Среди наиболее выдающихся знакомых семьи находился Сергей Иванович Сычевский, старый журналист, романтик и известный на юге знаток и истолкователь Шекспира. Это был даровитый, но спившийся человек. От того, что он сильно пил, его отношение к людям, даже к детям, было отношением виноватости. Он знал Фанни Соломоновну с юных лет и называл ее Фанюшкой. Сергей Иванович взлюбил меня крепко с первого разу. Расспросивши, что у нас проходят в школе, старик задал мне тему: сравнить "Поэт и книгопродавец" Пушкина и "Поэт и гражданин" Некрасова. Я обомлел. Второго произведения я даже не читал, а главное, я робел перед Сычевским, как перед писателем. Самое слово это звучало для меня с недосягаемой высоты. "Мы сейчас это все прочтем", сказал Сергей Иванович и тут же стал читать, а читал он прекрасно. "Понял? Ну вот и напиши". Меня усадили в кабинете, дали мне Пушкина и Некрасова, бумаги и чернил. "Да я не могу, — клялся я трагическим шепотом Фанни Соломоновне, — что я тут напишу?" — "А ты не волнуйся", — отвечала она и гладила меня по голове. "Ты напиши, как понял, так просто и напиши". У нее была нежная рука и нежный голос. Я немного успокоился, т. е. кое-как совладал с напуганным своим самолюбием, и стал писать. Через час примерно меня потребовали к ответу. Я принес большую исписанную страницу и с таким трепетом, которого никогда не знал в училище, вручил ее писателю. Сергей Иванович пробежал несколько строк про себя, потом брызнул из глаз светлыми искрами на меня и воскликнул: "Но вы послушайте только, что он написал, вот молодчина-то какой", — и стал читать вслух: "Поэт жил с любимой им природой, каждый звук которой, и радостный и грустный, отражался у него в сердце". Сергей Иванович поднял палец вверх. "Ведь как сказал прекрасно: каждый звук которой, — слышите, — и радостный и грустный, отражался у поэта в сердце". И так эти слова врезались тогда в мое собственное сердце, что я запомнил их на всю жизнь.
За обедом Сергей Иванович много шутил, вспоминал, рассказывал, вдохновляясь рюмочкой: водка для него была наготове.

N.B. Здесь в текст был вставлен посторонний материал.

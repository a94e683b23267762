//! HTTP transport: one network call per request, no payload interpretation.

use crate::body::to_compact_json;
use crate::config::ClientConfig;
use crate::error::{ClientError, Result};
use crate::query::QueryParams;
use bytes::Bytes;
use reqwest::header::{HeaderMap, HeaderName, HeaderValue, ACCEPT};
use reqwest::multipart::{Form, Part};
use reqwest::{Body, Client, Method};
use serde::Serialize;
use serde_json::Value;
use std::fmt;
use std::path::{Path, PathBuf};
use tokio::fs::File;
use tokio::sync::RwLock;
use tokio_util::io::ReaderStream;
use tracing::debug;
use url::Url;

/// Multipart field name that carries uploaded files.
pub const UPLOAD_FIELD: &str = "file";

const SDK_NAME_HEADER: &str = "sdkname";
const SDK_VERSION_HEADER: &str = "sdkversion";
const MACHINE_NAME_HEADER: &str = "machinename";
const APPLICATION_NAME_HEADER: &str = "applicationname";

/// HTTP method for a request.
#[derive(Debug, Clone, Copy, PartialEq, Eq)]
pub enum HttpMethod {
    Get,
    Post,
    Put,
    Delete,
}

impl HttpMethod {
    pub fn as_str(self) -> &'static str {
        match self {
            HttpMethod::Get => "GET",
            HttpMethod::Post => "POST",
            HttpMethod::Put => "PUT",
            HttpMethod::Delete => "DELETE",
        }
    }
}

impl From<HttpMethod> for Method {
    fn from(method: HttpMethod) -> Self {
        match method {
            HttpMethod::Get => Method::GET,
            HttpMethod::Post => Method::POST,
            HttpMethod::Put => Method::PUT,
            HttpMethod::Delete => Method::DELETE,
        }
    }
}

impl fmt::Display for HttpMethod {
    fn fmt(&self, f: &mut fmt::Formatter<'_>) -> fmt::Result {
        f.write_str(self.as_str())
    }
}

/// An API request described as plain data.
///
/// `path` is server-relative and already has identifiers substituted. At most
/// one of `body` and `file` may be set.
#[derive(Debug, Clone)]
pub struct ApiRequest {
    pub method: HttpMethod,
    pub path: String,
    pub body: Option<Value>,
    pub query: QueryParams,
    pub file: Option<PathBuf>,
}

impl ApiRequest {
    pub fn new(method: HttpMethod, path: impl Into<String>) -> Self {
        Self {
            method,
            path: path.into(),
            body: None,
            query: QueryParams::new(),
            file: None,
        }
    }

    pub fn get(path: impl Into<String>) -> Self {
        Self::new(HttpMethod::Get, path)
    }

    pub fn post(path: impl Into<String>) -> Self {
        Self::new(HttpMethod::Post, path)
    }

    pub fn put(path: impl Into<String>) -> Self {
        Self::new(HttpMethod::Put, path)
    }

    pub fn delete(path: impl Into<String>) -> Self {
        Self::new(HttpMethod::Delete, path)
    }

    pub fn query(mut self, query: QueryParams) -> Self {
        self.query = query;
        self
    }

    /// Attach a record (or sequence of records) as the JSON body, with empty
    /// members removed.
    pub fn json<T: Serialize + ?Sized>(mut self, record: &T) -> Result<Self> {
        self.body = Some(to_compact_json(record)?);
        Ok(self)
    }

    /// Upload the file at `path` as multipart form data.
    pub fn file(mut self, path: impl Into<PathBuf>) -> Self {
        self.file = Some(path.into());
        self
    }
}

/// Raw status and body returned by the server.
#[derive(Debug, Clone)]
pub struct RawResponse {
    pub status: u16,
    pub content: Bytes,
}

/// Sends [`ApiRequest`]s with the identifying and auth headers attached.
pub struct Transport {
    http: Client,
    base_url: String,
    identity: HeaderMap,
    access_token: RwLock<Option<String>>,
}

impl Transport {
    /// Create a transport with a default HTTP client.
    pub fn new(config: ClientConfig) -> Result<Self> {
        let http = Client::builder()
            .user_agent(format!("{}/{}", config.sdk_name(), config.sdk_version()))
            .build()
            .map_err(ClientError::Request)?;
        Self::with_http_client(config, http)
    }

    /// Create a transport on top of a caller-provided HTTP client, e.g. one
    /// with custom timeouts or pooling.
    pub fn with_http_client(config: ClientConfig, http: Client) -> Result<Self> {
        let base_url = normalize_base_url(&config.base_url)?;
        let identity = identity_headers(&config)?;

        Ok(Self {
            http,
            base_url,
            identity,
            access_token: RwLock::new(config.access_token),
        })
    }

    pub fn base_url(&self) -> &str {
        &self.base_url
    }

    /// Replace (or clear, with `None`) the bearer credential.
    pub async fn set_access_token(&self, token: Option<String>) {
        *self.access_token.write().await = token;
    }

    pub async fn access_token(&self) -> Option<String> {
        self.access_token.read().await.clone()
    }

    /// Perform exactly one HTTP round trip.
    ///
    /// Any status code is returned as data; only failures to obtain a response
    /// are errors.
    pub async fn send_request(&self, request: &ApiRequest) -> Result<RawResponse> {
        if request.body.is_some() && request.file.is_some() {
            return Err(ClientError::InvalidRequest(
                "a request cannot carry both a JSON body and a file".into(),
            ));
        }

        let url = self.url_for(&request.path, &request.query)?;
        let token = self.access_token.read().await.clone();

        let mut builder = self
            .http
            .request(request.method.into(), url)
            .headers(self.identity.clone());

        if let Some(token) = token.as_deref() {
            builder = builder.bearer_auth(token);
        }

        if let Some(body) = &request.body {
            builder = builder.json(body);
        } else if let Some(file_path) = &request.file {
            builder = builder.multipart(file_form(file_path).await?);
        }

        debug!(
            method = %request.method,
            path = %request.path,
            authenticated = token.is_some(),
            "Sending request"
        );

        let response = builder.send().await.map_err(ClientError::from_send)?;
        let status = response.status().as_u16();
        let content = response.bytes().await?;

        debug!(
            method = %request.method,
            path = %request.path,
            status = status,
            bytes = content.len(),
            "Received response"
        );

        Ok(RawResponse { status, content })
    }

    fn url_for(&self, path: &str, query: &QueryParams) -> Result<Url> {
        let separator = if path.starts_with('/') { "" } else { "/" };
        let mut url = Url::parse(&format!("{}{}{}", self.base_url, separator, path))
            .map_err(|e| ClientError::InvalidUrl(format!("{}: {}", path, e)))?;

        let pairs = query.to_pairs();
        if !pairs.is_empty() {
            url.query_pairs_mut().extend_pairs(pairs);
        }
        Ok(url)
    }
}

fn normalize_base_url(raw: &str) -> Result<String> {
    if raw.is_empty() {
        return Err(ClientError::InvalidUrl("URL cannot be empty".into()));
    }

    let url = raw.trim_end_matches('/').to_string();
    if !url.starts_with("http://") && !url.starts_with("https://") {
        return Err(ClientError::InvalidUrl(
            "URL must start with http:// or https://".into(),
        ));
    }

    Url::parse(&url).map_err(|e| ClientError::InvalidUrl(e.to_string()))?;
    Ok(url)
}

fn identity_headers(config: &ClientConfig) -> Result<HeaderMap> {
    let value = |v: &str| {
        HeaderValue::from_str(v).map_err(|_| ClientError::InvalidHeader(v.to_string()))
    };

    let mut headers = HeaderMap::new();
    headers.insert(ACCEPT, HeaderValue::from_static("application/json"));
    headers.insert(HeaderName::from_static(SDK_NAME_HEADER), value(config.sdk_name())?);
    headers.insert(HeaderName::from_static(SDK_VERSION_HEADER), value(config.sdk_version())?);
    headers.insert(HeaderName::from_static(MACHINE_NAME_HEADER), value(&config.machine_name)?);
    headers.insert(
        HeaderName::from_static(APPLICATION_NAME_HEADER),
        value(&config.application_name)?,
    );
    Ok(headers)
}

/// Build a multipart form that streams the file. The file handle lives inside
/// the request body and is closed when the request completes or fails.
async fn file_form(path: &Path) -> Result<Form> {
    if !path.exists() {
        return Err(ClientError::FileNotFound(path.display().to_string()));
    }

    let file_name = path
        .file_name()
        .and_then(|n| n.to_str())
        .unwrap_or("upload")
        .to_string();

    let file = File::open(path).await?;
    let length = file.metadata().await?.len();

    debug!(file = %path.display(), size = length, "Streaming upload");

    let part = Part::stream_with_length(Body::wrap_stream(ReaderStream::new(file)), length)
        .file_name(file_name)
        .mime_str(mime_type_for_file(path))?;

    Ok(Form::new().part(UPLOAD_FIELD, part))
}

/// Get MIME type for an attachment.
fn mime_type_for_file(path: &Path) -> &'static str {
    match path
        .extension()
        .and_then(|e| e.to_str())
        .map(|e| e.to_ascii_lowercase())
        .as_deref()
    {
        Some("pdf") => "application/pdf",
        Some("png") => "image/png",
        Some("jpg") | Some("jpeg") => "image/jpeg",
        Some("gif") => "image/gif",
        Some("txt") | Some("log") => "text/plain",
        Some("csv") => "text/csv",
        Some("json") => "application/json",
        Some("zip") => "application/zip",
        Some("docx") => "application/vnd.openxmlformats-officedocument.wordprocessingml.document",
        Some("xlsx") => "application/vnd.openxmlformats-officedocument.spreadsheetml.sheet",
        _ => "application/octet-stream",
    }
}

#[cfg(test)]
mod tests {
    use super::*;

    fn config(url: &str) -> ClientConfig {
        ClientConfig::new(url, "unit-tests").with_machine_name("test-host")
    }

    #[test]
    fn test_url_validation() {
        assert!(Transport::new(config("https://example.com")).is_ok());
        assert!(Transport::new(config("http://localhost:8080")).is_ok());
        assert!(Transport::new(config("production")).is_ok());

        assert!(Transport::new(config("")).is_err());
        assert!(Transport::new(config("not-a-url")).is_err());
        assert!(Transport::new(config("ftp://example.com")).is_err());
    }

    #[test]
    fn test_url_normalization() {
        let transport = Transport::new(config("https://example.com///")).unwrap();
        assert_eq!(transport.base_url(), "https://example.com");
    }

    #[test]
    fn test_url_for_joins_path_and_query() {
        let transport = Transport::new(config("https://example.com/")).unwrap();
        let query = QueryParams::new()
            .with("$top", 10)
            .with("$skip", 0)
            .with("$filter", "");

        let url = transport.url_for("/api/v1/projects", &query).unwrap();
        assert_eq!(url.path(), "/api/v1/projects");
        let pairs: Vec<(String, String)> = url.query_pairs().into_owned().collect();
        assert_eq!(pairs, vec![("$top".to_string(), "10".to_string())]);

        let url = transport.url_for("api/v1/users/me", &QueryParams::new()).unwrap();
        assert_eq!(url.as_str(), "https://example.com/api/v1/users/me");
        assert!(url.query().is_none());
    }

    #[test]
    fn test_control_characters_in_header_rejected() {
        let mut cfg = config("https://example.com");
        cfg.application_name = "line\nbreak".to_string();
        assert!(matches!(
            Transport::new(cfg),
            Err(ClientError::InvalidHeader(_))
        ));
    }

    #[test]
    fn test_request_builder_compacts_body() {
        #[derive(Serialize)]
        struct Draft {
            name: &'static str,
            notes: Option<String>,
        }

        let request = ApiRequest::post("/api/v1/projects")
            .json(&Draft {
                name: "Launch",
                notes: None,
            })
            .unwrap();
        assert_eq!(request.method, HttpMethod::Post);
        assert_eq!(request.body, Some(serde_json::json!({ "name": "Launch" })));
        assert!(request.file.is_none());
    }

    #[test]
    fn test_mime_types() {
        assert_eq!(mime_type_for_file(Path::new("invoice.pdf")), "application/pdf");
        assert_eq!(mime_type_for_file(Path::new("shot.PNG")), "image/png");
        assert_eq!(mime_type_for_file(Path::new("data.csv")), "text/csv");
        assert_eq!(
            mime_type_for_file(Path::new("blob.unknown")),
            "application/octet-stream"
        );
    }
}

Время от времени он взглядывал на меня через стол и восклицал: "Да как же это ты так хорошо все изложил, дай же я тебя поцелую", — и он начинал старательно вытирать салфеткой усы и губы, приподнимался со стула и неверными шагами пускался в обход стола. Я сидел, как под ударом катастрофы, радостной, но катастрофы. "Встань, Левочка, пойди к нему навстречу", — шепотом учил меня Моисей Филиппович. После обеда Сергей Иванович читал на память сатирический "Сон Попова". Я с напряжением глядел под седые усы, из-под которых выходили такие забавные слова. Полупьяное состояние писателя нисколько не умаляло в моих глазах его авторитет. Дети обладают большой силой отвлечения.
Иногда перед сумерками я гулял с Моисеем Филипповичем, и, когда он бывал хорошо настроен, мы разговаривали о самых различных вещах. Однажды он излагал мне содержание оперы "Фауст", которую очень любил. Я ловил с жадностью рассказ, мечтая послушать когда-нибудь оперу на сцене. По тону рассказчика я почувствовал, что дело подходит к какому-то щекотливому пункту. Я волновался за рассказчика и боялся, что не узнаю продолжения. Но Моисей Филиппович совладал с собою и продолжал так: "Тут у Гретхен родился ребеночек до брака…" Когда перевалили через рубеж, обоим нам стало легче, и повесть была благополучно доведена до конца.
Я лежал с перевязанным горлом и мне дали в утешение Диккенса "Оливер Твист". Первая же фраза доктора в родильном доме насчет того, что у женщины нет на руке кольца, поставила меня в тупик. "Что это значит? — спрашивал я Моисея Филипповича. — Причем тут кольцо?" — "А это, — ответил он мне, замявшись, — когда невенчанные, тогда нет кольца". Я вспомнил Гретхен. И судьба Оливера Твиста развертывалась в моем воображении из кольца, из того кольца, которого не было. Запретный мир человеческих отношений толчками врывался в мое сознание через книги, и многое, уже слышанное в случайной, чаще всего грубой и непристойной форме, теперь через литературу обобщалось и облагораживалось, поднимаясь в какую-то более высокую область.